Commissioners framed the action as an attempt to respond to pressure from the Seminole County Legislative Delegation and to give residents a local option before the delegation or the Legislature moved a local bill. "I've called them as recently as today and had that conversation again," Resnick said, noting representatives told her they expected a referendum that included a voting mayor. "That accomplishes what Tallahassee has asked and would not change us too drastically from where we sit," Resnick said when describing the form of a possible ballot question that keeps five districts and adds a voting mayor.
Concerns and dissent
Mayor Kevin McCann and Commissioner Sarah Baker strongly opposed aspects of the proposal. McCann argued the change could erode years of relationship‑building with state and county officials and harm the city's ability to secure funding and project support. "We are potentially, due to those relationships…and me going back and forth to Tallahassee…and doing those things, you're potentially giving up millions of dollars in influence every year," McCann said. He called the options "awful" and said they risked destabilizing city management and staff.

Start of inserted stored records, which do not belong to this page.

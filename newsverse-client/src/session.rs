//! Session resolution.
//!
//! [`SessionResolver`] specializes the keyed cache for `CacheKey::Session`.
//! It owns the session fetcher registration and exposes the tri-state
//! [`SessionState`] machine; UI surfaces read it (directly or through a
//! [`RouteGate`](crate::RouteGate)) but never write it. Writes come from
//! exactly two places: the session fetcher's commit and the mutation
//! coordinator's reconciliation.

use std::sync::Arc;

use newsverse_cache::{KeyedCache, Subscription};
use newsverse_core::{CacheKey, CacheValue, SessionState};

use crate::fetchers::SessionFetcher;
use crate::gateway::RemoteGateway;

/// Read-side access to the process-wide session state.
#[derive(Clone)]
pub struct SessionResolver {
    cache: KeyedCache,
}

impl SessionResolver {
    /// Create the resolver and register the session fetcher. There should
    /// be one resolver per client; clones share the same cache entry.
    pub fn new(cache: KeyedCache, gateway: Arc<dyn RemoteGateway>) -> Self {
        cache.register_fetcher(CacheKey::Session, Arc::new(SessionFetcher::new(gateway)));
        SessionResolver { cache }
    }

    /// Current state without touching the network. `Unresolved` until the
    /// first fetch or forced override commits.
    pub fn state(&self) -> SessionState {
        match self.cache.peek(CacheKey::Session) {
            Some(CacheValue::Session(state)) => state,
            _ => SessionState::Unresolved,
        }
    }

    /// Resolve the session, fetching if the cached state is stale or
    /// absent. Concurrent callers share one fetch.
    ///
    /// A fetch failure never blocks the transition out of `Unresolved`:
    /// `Anonymous` is committed to the cache (so subscribers and route
    /// gates observe the transition) but left stale, so a later `resolve`
    /// retries against the backend.
    pub async fn resolve(&self) -> SessionState {
        match self.cache.read(CacheKey::Session).await {
            Ok(CacheValue::Session(state)) => state,
            Ok(_) => SessionState::Unresolved,
            Err(e) => {
                tracing::warn!(error = %e, "session fetch failed; treating as anonymous");
                match self.state() {
                    SessionState::Unresolved => {
                        self.cache.write(
                            CacheKey::Session,
                            CacheValue::Session(SessionState::Anonymous),
                        );
                        // Stale on purpose: the anonymous view is a
                        // fallback, not a confirmed answer.
                        self.cache.invalidate(CacheKey::Session);
                        SessionState::Anonymous
                    }
                    // A state committed while the fetch was failing
                    // (forced override, onboarding) outranks the fallback.
                    committed => committed,
                }
            }
        }
    }

    /// Discard the cached state and resolve again. Used when the identity
    /// provider redirects back to the app root and the cookie may have just
    /// changed.
    pub async fn retry(&self) -> SessionState {
        self.cache.invalidate(CacheKey::Session);
        self.resolve().await
    }

    /// Observe every committed session transition. The callback fires
    /// synchronously inside the committing call, in subscription order.
    pub fn subscribe(
        &self,
        callback: impl Fn(&SessionState) + Send + Sync + 'static,
    ) -> Subscription {
        self.cache.subscribe(CacheKey::Session, move |value| {
            if let CacheValue::Session(state) = value {
                callback(state);
            }
        })
    }
}

// ============================================================================
// Tests
// ============================================================================

#[cfg(test)]
mod tests {
    use std::sync::atomic::{AtomicUsize, Ordering};
    use std::sync::Mutex;

    use async_trait::async_trait;
    use newsverse_core::{
        Article, GatewayError, GatewayResult, Identity, Rating, SessionSnapshot, UserPreferences,
    };

    use super::*;
    use crate::gateway::{LikeAck, MessageAck, OnboardingAck};
    use crate::route::{RouteDecision, RouteGate};

    /// Gateway whose session endpoint replays a scripted sequence of
    /// outcomes, one per call.
    struct SequencedGateway {
        session_outcomes: Mutex<Vec<GatewayResult<SessionSnapshot>>>,
        session_calls: AtomicUsize,
    }

    impl SequencedGateway {
        fn new(outcomes: Vec<GatewayResult<SessionSnapshot>>) -> Arc<Self> {
            Arc::new(SequencedGateway {
                session_outcomes: Mutex::new(outcomes),
                session_calls: AtomicUsize::new(0),
            })
        }

        fn calls(&self) -> usize {
            self.session_calls.load(Ordering::SeqCst)
        }
    }

    #[async_trait]
    impl RemoteGateway for SequencedGateway {
        async fn fetch_session(&self) -> GatewayResult<SessionSnapshot> {
            self.session_calls.fetch_add(1, Ordering::SeqCst);
            let mut outcomes = self.session_outcomes.lock().unwrap();
            if outcomes.is_empty() {
                Err(GatewayError::Unknown {
                    reason: "no scripted outcome".to_string(),
                })
            } else {
                outcomes.remove(0)
            }
        }
        async fn fetch_articles(&self) -> GatewayResult<Vec<Article>> {
            Ok(vec![])
        }
        async fn fetch_recommendations(&self) -> GatewayResult<Vec<Article>> {
            Ok(vec![])
        }
        async fn fetch_random_sample(&self) -> GatewayResult<Vec<Article>> {
            Ok(vec![])
        }
        async fn fetch_preferences(&self) -> GatewayResult<UserPreferences> {
            Err(GatewayError::Unauthorized)
        }
        async fn toggle_like(&self, _id: &str, _title: &str) -> GatewayResult<LikeAck> {
            unimplemented!("not used by session tests")
        }
        async fn submit_rating(&self, _id: &str, _rating: Rating) -> GatewayResult<MessageAck> {
            unimplemented!("not used by session tests")
        }
        async fn update_preferences(&self, _prefs: &UserPreferences) -> GatewayResult<()> {
            unimplemented!("not used by session tests")
        }
        async fn complete_onboarding(
            &self,
            _prefs: &UserPreferences,
        ) -> GatewayResult<OnboardingAck> {
            unimplemented!("not used by session tests")
        }
        async fn schedule_notifications(&self) -> GatewayResult<MessageAck> {
            unimplemented!("not used by session tests")
        }
        async fn run_pipeline(&self) -> GatewayResult<()> {
            unimplemented!("not used by session tests")
        }
        async fn log_out(&self) -> GatewayResult<()> {
            unimplemented!("not used by session tests")
        }
        async fn delete_account(&self) -> GatewayResult<()> {
            unimplemented!("not used by session tests")
        }
    }

    fn authenticated_snapshot() -> SessionSnapshot {
        SessionSnapshot {
            authenticated: true,
            user: Some(Identity {
                name: "Ada".to_string(),
                email: "ada@example.com".to_string(),
                picture: "https://example.com/ada.png".to_string(),
            }),
        }
    }

    #[tokio::test]
    async fn test_state_is_unresolved_before_first_fetch() {
        let gateway = SequencedGateway::new(vec![]);
        let resolver = SessionResolver::new(KeyedCache::new(), gateway);
        assert_eq!(resolver.state(), SessionState::Unresolved);
    }

    #[tokio::test]
    async fn test_resolve_commits_authenticated_state() {
        let gateway = SequencedGateway::new(vec![Ok(authenticated_snapshot())]);
        let resolver = SessionResolver::new(KeyedCache::new(), Arc::clone(&gateway) as _);

        let state = resolver.resolve().await;
        assert!(state.is_authenticated());
        assert!(resolver.state().is_authenticated());
        assert_eq!(gateway.calls(), 1);

        // Fresh now; a second resolve serves from cache.
        resolver.resolve().await;
        assert_eq!(gateway.calls(), 1);
    }

    #[tokio::test]
    async fn test_unauthorized_resolves_to_anonymous_not_error() {
        let gateway = SequencedGateway::new(vec![Err(GatewayError::Unauthorized)]);
        let resolver = SessionResolver::new(KeyedCache::new(), gateway);

        let state = resolver.resolve().await;
        assert_eq!(state, SessionState::Anonymous);
        // Committed, not just returned: peek sees it too.
        assert_eq!(resolver.state(), SessionState::Anonymous);
    }

    #[tokio::test]
    async fn test_transient_failure_reports_anonymous_but_retries_later() {
        let gateway = SequencedGateway::new(vec![
            Err(GatewayError::Transient {
                reason: "connect refused".to_string(),
            }),
            Ok(authenticated_snapshot()),
        ]);
        let resolver = SessionResolver::new(KeyedCache::new(), Arc::clone(&gateway) as _);

        // First resolve fails; the anonymous fallback is committed so
        // nobody stays blocked in Unresolved.
        assert_eq!(resolver.resolve().await, SessionState::Anonymous);
        assert_eq!(resolver.state(), SessionState::Anonymous);
        // Committed stale, so the next resolve goes back to the gateway.
        assert!(resolver.resolve().await.is_authenticated());
        assert_eq!(gateway.calls(), 2);
    }

    #[tokio::test]
    async fn test_fetch_failure_moves_route_gates_off_placeholder() {
        let gateway = SequencedGateway::new(vec![Err(GatewayError::Transient {
            reason: "connect refused".to_string(),
        })]);
        let resolver = SessionResolver::new(KeyedCache::new(), gateway);
        let gate = RouteGate::new(&resolver, "/preferences");
        assert_eq!(gate.decision(), RouteDecision::Placeholder);

        resolver.resolve().await;

        // The failure committed Anonymous, so the gate redirects instead
        // of holding the placeholder forever.
        assert_eq!(
            gate.decision(),
            RouteDecision::RedirectToLogin {
                from: "/preferences".to_string()
            }
        );
    }

    #[tokio::test]
    async fn test_retry_discards_cached_state_and_refetches() {
        let gateway = SequencedGateway::new(vec![
            Err(GatewayError::Unauthorized),
            Ok(authenticated_snapshot()),
        ]);
        let resolver = SessionResolver::new(KeyedCache::new(), Arc::clone(&gateway) as _);

        assert_eq!(resolver.resolve().await, SessionState::Anonymous);
        // Post-login redirect back to the app: the cookie changed.
        let state = resolver.retry().await;
        assert!(state.is_authenticated());
        assert_eq!(gateway.calls(), 2);
    }

    #[tokio::test]
    async fn test_subscriber_observes_session_transitions() {
        let gateway = SequencedGateway::new(vec![Ok(authenticated_snapshot())]);
        let cache = KeyedCache::new();
        let resolver = SessionResolver::new(cache.clone(), gateway);

        let seen = Arc::new(Mutex::new(Vec::new()));
        let seen_in_cb = Arc::clone(&seen);
        let _sub = resolver.subscribe(move |state| {
            seen_in_cb.lock().unwrap().push(state.clone());
        });

        resolver.resolve().await;
        cache.write(
            CacheKey::Session,
            CacheValue::Session(SessionState::Anonymous),
        );

        let seen = seen.lock().unwrap();
        assert_eq!(seen.len(), 2);
        assert!(seen[0].is_authenticated());
        assert_eq!(seen[1], SessionState::Anonymous);
    }
}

Baker voted against the motion and urged more time for public input and process; she described the Legislature's action as a "gun to our head" and urged caution. Several public speakers also urged the commission to slow the process or to take the issue to a charter review committee instead of rushing a ballot measure.
Process and next steps
City Attorney Anthony Agan told commissioners a charter amendment ordinance would require two readings before the commission to place an amendment on the ballot; commissioners directed staff to prepare ordinance language in time to return for readings in November and December if possible. Staff also discussed the practical constraint that ballot language can be limited by word counts; commissioners asked staff to advise whether the mayor selection and the single‑member district proposal should be presented as a single question or two separate questions.
Separately, commissioners agreed to begin work toward a charter review committee as a longer‑term, more comprehensive review process for the city's charter, with staff suggesting 12–18 months is a typical timeframe for a full review and community engagement. Several commissioners said they supported a charter review process but that the immediate drafting direction was necessary to ensure the city's voice is represented before Tallahassee acts.
Votes at a glance
- Motion to direct city attorney to draft ordinance language for a 2026 referendum changing mayor selection and commissioner election method: approved 4–1 (Resnick, Caruso, Diaz, Bruce — yes; Baker — no).
Public comment
Multiple residents addressed the commission during public input. Art Gallo said he opposed the delegation's action and asked the commission to establish a charter review committee and let residents decide. Resident Gina Schaefer said she supports putting the issue on the ballot. Several speakers urged clear ballot language and encouraged commissioners to assemble an inclusive charter review process.
Ending
The commission's action directs staff to prepare ordinance language and to return to the commission with draft language and scheduling for required readings; any final charter changes would require formal commission action and voter approval.